Task item:
Starting at the line with "the connection info", repeat every line exactly until the records end, including the last one.

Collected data
---

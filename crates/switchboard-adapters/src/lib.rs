//! Provider adapter layer
//!
//! Translates the gateway's normalized request shape onto each upstream
//! wire protocol and back. One adapter per provider type; dispatch is a
//! table keyed by the catalog's closed type set.

mod adapter;
mod error;
mod protocol;
mod rotation;
mod types;

pub use adapter::{Adapter, AdapterCapabilities, AdapterRegistry, CallContext};
pub use error::AdapterError;
pub use types::{
    ChunkStream, Content, ContentPart, InvokeRequest, InvokeResponse, MediaRef, Message, Role, StreamChunk, Usage,
    effective_parameters, merge_parameters,
};
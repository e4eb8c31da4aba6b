use std::sync::Arc;
use std::sync::atomic::{AtomicU64, Ordering};
use std::time::Duration;

use tokio::sync::mpsc;
use tokio::sync::mpsc::error::{TryRecvError, TrySendError};
use tokio::task::JoinHandle;
use tokio_util::sync::CancellationToken;

use crate::record::RecordDraft;
use crate::store::RecordStore;
use crate::InvocationRecord;

/// Default queue capacity
pub const DEFAULT_QUEUE_SIZE: usize = 1024;
/// Records written per store call, when the queue has them ready
const BATCH_MAX: usize = 32;
/// Default drain budget at shutdown
const DEFAULT_SHUTDOWN_GRACE: Duration = Duration::from_secs(5);

/// Hot-path handle for enqueueing records
///
/// `record` never blocks and never fails the caller; a full queue drops
/// the record and bumps the drop counter.
#[derive(Clone)]
pub struct InvocationRecorder {
    tx: mpsc::Sender<InvocationRecord>,
    dropped: Arc<AtomicU64>,
    next_id: Arc<AtomicU64>,
    full_capture: bool,
}

/// Owns the background worker; shut down to drain and stop
pub struct RecorderHandle {
    worker: JoinHandle<()>,
    shutdown: CancellationToken,
}

impl RecorderHandle {
    /// Signal the worker, wait for it to drain and exit
    pub async fn shutdown(self) {
        self.shutdown.cancel();
        if let Err(e) = self.worker.await {
            tracing::warn!(error = %e, "recorder worker did not exit cleanly");
        }
    }
}

impl InvocationRecorder {
    /// Start a recorder with its background worker
    pub fn spawn(store: Arc<dyn RecordStore>, queue_size: usize, full_capture: bool) -> (Self, RecorderHandle) {
        Self::spawn_with_grace(store, queue_size, full_capture, DEFAULT_SHUTDOWN_GRACE)
    }

    /// As `spawn`, with an explicit shutdown drain budget
    pub fn spawn_with_grace(
        store: Arc<dyn RecordStore>,
        queue_size: usize,
        full_capture: bool,
        grace: Duration,
    ) -> (Self, RecorderHandle) {
        let (tx, rx) = mpsc::channel(queue_size.max(1));
        let shutdown = CancellationToken::new();
        let worker = tokio::spawn(run_worker(rx, store, shutdown.clone(), grace));

        (
            Self {
                tx,
                dropped: Arc::new(AtomicU64::new(0)),
                next_id: Arc::new(AtomicU64::new(1)),
                full_capture,
            },
            RecorderHandle { worker, shutdown },
        )
    }

    /// Enqueue a completed call; non-blocking, fire-and-forget
    pub fn record(&self, draft: RecordDraft) {
        let id = self.next_id.fetch_add(1, Ordering::Relaxed);
        let record = draft.finalize(id, self.full_capture);
        match self.tx.try_send(record) {
            Ok(()) => {}
            Err(TrySendError::Full(_)) => {
                let dropped = self.dropped.fetch_add(1, Ordering::Relaxed) + 1;
                tracing::warn!(dropped, "record queue full, dropping invocation record");
            }
            Err(TrySendError::Closed(_)) => {
                self.dropped.fetch_add(1, Ordering::Relaxed);
                tracing::warn!("record queue closed, dropping invocation record");
            }
        }
    }

    /// Records dropped because the queue was full
    pub fn dropped(&self) -> u64 {
        self.dropped.load(Ordering::Relaxed)
    }
}

/// Drain the queue into the store until shutdown, then drain what is left
/// within the grace budget
async fn run_worker(
    mut rx: mpsc::Receiver<InvocationRecord>,
    store: Arc<dyn RecordStore>,
    shutdown: CancellationToken,
    grace: Duration,
) {
    let mut failed_writes: u64 = 0;

    loop {
        tokio::select! {
            received = rx.recv() => {
                let Some(first) = received else { break };
                let batch = fill_batch(&mut rx, first);
                write_batch(store.as_ref(), batch, &mut failed_writes).await;
            }
            () = shutdown.cancelled() => {
                drain_remaining(&mut rx, store.as_ref(), grace, &mut failed_writes).await;
                break;
            }
        }
    }

    tracing::debug!(failed_writes, "invocation recorder worker stopped");
}

/// Pull whatever else is immediately available, up to the batch cap
fn fill_batch(rx: &mut mpsc::Receiver<InvocationRecord>, first: InvocationRecord) -> Vec<InvocationRecord> {
    let mut batch = vec![first];
    while batch.len() < BATCH_MAX {
        match rx.try_recv() {
            Ok(record) => batch.push(record),
            Err(TryRecvError::Empty | TryRecvError::Disconnected) => break,
        }
    }
    batch
}

async fn write_batch(store: &dyn RecordStore, batch: Vec<InvocationRecord>, failed_writes: &mut u64) {
    let len = batch.len();
    if let Err(e) = store.write_batch(batch).await {
        *failed_writes += 1;
        tracing::warn!(error = %e, records = len, "failed to write invocation records");
    }
}

async fn drain_remaining(
    rx: &mut mpsc::Receiver<InvocationRecord>,
    store: &dyn RecordStore,
    grace: Duration,
    failed_writes: &mut u64,
) {
    let deadline = tokio::time::Instant::now() + grace;
    let mut batch = Vec::new();

    loop {
        match rx.try_recv() {
            Ok(record) => {
                batch.push(record);
                if batch.len() >= BATCH_MAX {
                    let flush = std::mem::take(&mut batch);
                    let remaining = deadline.saturating_duration_since(tokio::time::Instant::now());
                    if tokio::time::timeout(remaining, write_batch(store, flush, failed_writes))
                        .await
                        .is_err()
                    {
                        tracing::warn!("shutdown grace elapsed mid-drain");
                        return;
                    }
                }
            }
            Err(TryRecvError::Empty | TryRecvError::Disconnected) => break,
        }
        if tokio::time::Instant::now() >= deadline {
            tracing::warn!(unwritten = batch.len(), "shutdown grace elapsed, abandoning queued records");
            return;
        }
    }

    if !batch.is_empty() {
        let remaining = deadline.saturating_duration_since(tokio::time::Instant::now());
        let _ = tokio::time::timeout(remaining, write_batch(store, batch, failed_writes)).await;
    }
}
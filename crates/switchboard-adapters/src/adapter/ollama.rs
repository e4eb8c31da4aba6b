//! Local Ollama adapter
//!
//! Conversations go to `/api/chat`, bare prompts to `/api/generate`, and
//! generation parameters ride under `options`. No credentials are sent.
//! Streaming is refused with bad-request.

use async_trait::async_trait;
use reqwest::Client;
use serde_json::Value;
use switchboard_catalog::ModelTarget;

use super::support::{apply_setting_headers, endpoint_url, send_json};
use super::{Adapter, AdapterCapabilities, CallContext};
use crate::error::AdapterError;
use crate::protocol::local::{OllamaChatRequest, OllamaGenerateRequest, OllamaMessage, OllamaResponse};
use crate::types::{InvokeRequest, InvokeResponse, Usage, effective_parameters};

/// Default daemon address
const DEFAULT_BASE_URL: &str = "http://127.0.0.1:11434";

pub struct OllamaAdapter {
    client: Client,
}

impl Default for OllamaAdapter {
    fn default() -> Self {
        Self::new()
    }
}

impl OllamaAdapter {
    pub fn new() -> Self {
        Self { client: Client::new() }
    }
}

#[async_trait]
impl Adapter for OllamaAdapter {
    fn name(&self) -> &'static str {
        "ollama-local"
    }

    fn capabilities(&self) -> AdapterCapabilities {
        AdapterCapabilities { streaming: false }
    }

    async fn invoke(
        &self,
        target: &ModelTarget,
        request: &InvokeRequest,
        ctx: &CallContext,
    ) -> Result<InvokeResponse, AdapterError> {
        request.validate()?;

        let options = effective_parameters(&target.model, request, ctx.parameter_limits.as_ref());
        let model = request.remote_identifier(&target.model).to_owned();
        let chat = request.messages.is_some();

        let endpoint = if chat { "/api/chat" } else { "/api/generate" };
        let url = endpoint_url(&target.provider, Some(DEFAULT_BASE_URL), endpoint)?;

        let builder = if chat {
            let messages = request
                .conversation()
                .iter()
                .filter(|m| !m.content.is_empty())
                .map(|m| OllamaMessage {
                    role: m.role.as_str().to_owned(),
                    content: m.content.as_text(),
                })
                .collect();
            self.client.post(&url).json(&OllamaChatRequest {
                model,
                messages,
                stream: false,
                options,
            })
        } else {
            self.client.post(&url).json(&OllamaGenerateRequest {
                model,
                prompt: request.prompt.clone().unwrap_or_default(),
                stream: false,
                options,
            })
        };

        let raw = send_json(apply_setting_headers(builder, &target.provider), ctx.deadline).await?;

        let parsed: OllamaResponse = serde_json::from_value(raw.clone()).map_err(|e| AdapterError::Upstream {
            status: 200,
            body: format!("unrecognized response shape: {e}"),
        })?;

        let output_text = parsed
            .message
            .map(|m| m.content)
            .or(parsed.response)
            .or_else(|| raw.get("output").and_then(Value::as_str).map(str::to_owned))
            .unwrap_or_default();
        let usage = Usage::from_counts(parsed.prompt_eval_count, parsed.eval_count);

        Ok(InvokeResponse {
            output_text,
            usage,
            cost: None,
            raw,
        })
    }
}
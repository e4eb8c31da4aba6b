use std::net::{IpAddr, SocketAddr};

use axum::extract::{ConnectInfo, Request, State};
use axum::middleware::Next;
use axum::response::Response;
use switchboard_auth::extract_sources;

use crate::error::error_response;
use crate::state::AppState;

/// Paths served without a resolved principal
///
/// The session routes validate their own token so unknown tokens map to
/// 404 instead of a blanket middleware 403; health is public.
const PUBLIC_PATHS: &[&str] = &["/health", "/auth/login", "/auth/logout", "/auth/bind-model"];

/// Resolve the request to a principal and stash it in the extensions
///
/// Credential sources are kept alongside so the session routes can see
/// the presented token (the principal itself never exposes it).
pub async fn authenticate(State(state): State<AppState>, request: Request, next: Next) -> Response {
    let path = request.uri().path().to_owned();
    if PUBLIC_PATHS.contains(&path.as_str()) {
        return next.run(request).await;
    }

    let sources = extract_sources(request.headers(), request.uri().query());
    let peer = peer_ip(&request);

    match state.auth.authenticate(&sources, peer) {
        Ok(principal) => {
            let mut request = request;
            request.extensions_mut().insert(principal);
            request.extensions_mut().insert(sources);
            next.run(request).await
        }
        Err(error) => {
            tracing::debug!(%path, error = %error, "authentication rejected");
            error_response(&error)
        }
    }
}

/// Peer IP from the connection info
///
/// Absent connection info (embedded test routers) is treated as local,
/// matching the lenient behavior for unidentifiable peers.
fn peer_ip(request: &Request) -> IpAddr {
    request
        .extensions()
        .get::<ConnectInfo<SocketAddr>>()
        .map_or_else(|| IpAddr::from([127, 0, 0, 1]), |info| info.0.ip())
}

---

Answer to this problem:
/// Peer IP from the connection info
///
/// Absent connection info (embedded test routers) is treated as local,
/// matching the lenient behavior for unidentifiable peers.
fn peer_ip(request: &Request) -> IpAddr {
    request
        .extensions()
        .get::<ConnectInfo<SocketAddr>>()
        .map_or_else(|| IpAddr::from([127, 0, 0, 1]), |info| info.0.ip())
}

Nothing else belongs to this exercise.